Personal Goal: To apply my knowledge of the Hidden Markov Model and the AI Viterbi Algorithm to predict the POS tag for new content after training it on previous texts.
POS Tags
The Hidden Markov Model (HMM) is built on one assumption stating that the future is independent of the past given the present, or in other words, only what happens today is going to affect what happens tomorrow. This is seen in the HMM as we assume that the probability of any current state, given the previous state is always going to be the same for any time step. This is known as a stationary process since the dynamics do not change over time. The HMM is utilized in this project to find the most likely sequence of hidden states given a sequence of observations via the Viterbi algorithm. The process is split into the training part where the program learns the POS Tags from a dataset and then the prediction where it makes educated guesses for never-before-seen data.
TRAINING:
To begin training, the class pos_tagging makes an in-class function call that reads, learns, and records the data from the training files. The actual training consists of compiling matrices with information from the training files that will be used later to make the prediction. More, specifically, the find_init_prob function compiles two matrices, the Transition matrix, and the Observation matrix. Starting with the transition matrix, its entries represent the likelihood of a specific POS tag being followed by another POS tag (dimensions are # of POS tags by # of POS tags).

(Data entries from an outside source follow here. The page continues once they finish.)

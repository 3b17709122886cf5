//! Database bootstrap: wipe both tables, then insert the default theme and
//! the first admin account.

use crate::config::PasswordConfig;
use crate::db::AsyncDbPool;
use crate::error::AppResult;
use crate::models::{NewTheme, Theme, User, UserRole};
use crate::repositories::{ThemeRepository, UserRepository};
use crate::services::user_service::{CreateUser, UserService};

/// `themeId` of the theme every fresh install starts with.
pub const DEFAULT_THEME_ID: &str = "1";
pub const DEFAULT_THEME_NAME: &str = "Default";

/// Credentials of the admin account created by a seed run.
#[derive(Debug, Clone)]
pub struct AdminAccount {
    pub name: String,
    pub email: String,
    pub password: String,
}

/// What a seed run left in the database.
#[derive(Debug, Clone)]
pub struct SeedReport {
    pub deleted_themes: usize,
    pub deleted_users: usize,
    pub theme: Theme,
    pub admin: User,
}

pub struct Seeder {
    themes: ThemeRepository,
    users: UserRepository,
    accounts: UserService,
}

impl Seeder {
    pub fn new(pool: AsyncDbPool, password: PasswordConfig) -> Self {
        let users = UserRepository::new(pool.clone());
        Self {
            themes: ThemeRepository::new(pool),
            accounts: UserService::new(users.clone(), password),
            users,
        }
    }

    /// Deletes every theme and user. The two deletes run concurrently.
    pub async fn wipe(&self) -> AppResult<(usize, usize)> {
        let (deleted_themes, deleted_users) =
            tokio::try_join!(self.themes.delete_all(), self.users.delete_all())?;
        tracing::info!(deleted_themes, deleted_users, "Wiped themes and users");
        Ok((deleted_themes, deleted_users))
    }

    pub async fn install_theme(&self) -> AppResult<Theme> {
        let theme = self
            .themes
            .create(NewTheme::with_theme_id(DEFAULT_THEME_ID, DEFAULT_THEME_NAME)?)
            .await?;
        tracing::info!(theme_id = %theme.theme_id, "Default theme installed");
        Ok(theme)
    }

    pub async fn install_admin(&self, admin: AdminAccount, theme: &Theme) -> AppResult<User> {
        self.accounts
            .create_user(CreateUser {
                name: admin.name,
                email: admin.email,
                password: admin.password,
                role: UserRole::Admin,
                theme_id: Some(theme.theme_id.clone()),
            })
            .await
    }

    /// Runs the whole bootstrap. Nothing is rolled back if a later step fails.
    pub async fn run(&self, admin: AdminAccount) -> AppResult<SeedReport> {
        let (deleted_themes, deleted_users) = self.wipe().await?;
        let theme = self.install_theme().await?;
        let admin = self.install_admin(admin, &theme).await?;

        Ok(SeedReport {
            deleted_themes,
            deleted_users,
            theme,
            admin,
        })
    }
}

For example, a row for the transition probability matrix would entail that for the tag AAA it has a 'prob1' of being followed by the AAA tag, a 'prob2' of being followed by the BBB tag, and 'prob3' of CCC tag following it etc... The observation probability matrix on the other hand is the likelihood of a specific tag appearing with a word in the text (unique words only). Thus the dimension is # of POS tags by # of unique words. This implies a row states how likely tag AAA appears with the word Once, upon, a, time, and the rest of the words, etc... This is the probability matrix because of the relationship between tags and words that it describes and the transition table because it relates the current state with the next state. Lastly, there is also an init_prob matrix which represents how likely each tag appears at the start of a sentence (dimension of # of POS tags by 1).
PREDICTION:
There are three main functions that deal with the prediction stage:
Viterbi Algorithm: This function follows a mathematical expression that uses the probability from the previous time step, the transition probability, and the observation probability for the current time step to estimate the probabilities of the current state observation to each possible observation. The output is saved in two matrices: 1) Prob: this is the matrix that has the actual probabilities of all POS tags pertaining to a specific word, the matrix dimensions are # of unique words by # of POS tags, meaning that a row is a word's probability of being associated with each POS tag. 2) Prev: this matrix holds pointers of each state to the previous state that resulted in the current one (same dimension as prob). For example, if you find a POS tag of BBB for the word 'end', its entry would be a pointer to where the prediction resulted in the POS tag of AAA for 'the'. These pointers are stored as the indices of the POS tags in the prob matrix. The Viterbi algorithm function starts with the first state (the start of the sentence) which has no prior observation which is why we use the init_prob table from the training and the observation table for the words we have seen in training, else if it is a new word then we just use the init_prob table. Subsequently, a loop is set for all the following words in the sentence for which we use the transition table, the observation table, and the prob table for the previously-seen words. As for the new words, we simply don't use the observation table. Once all this is achieved, the matrices are normalized.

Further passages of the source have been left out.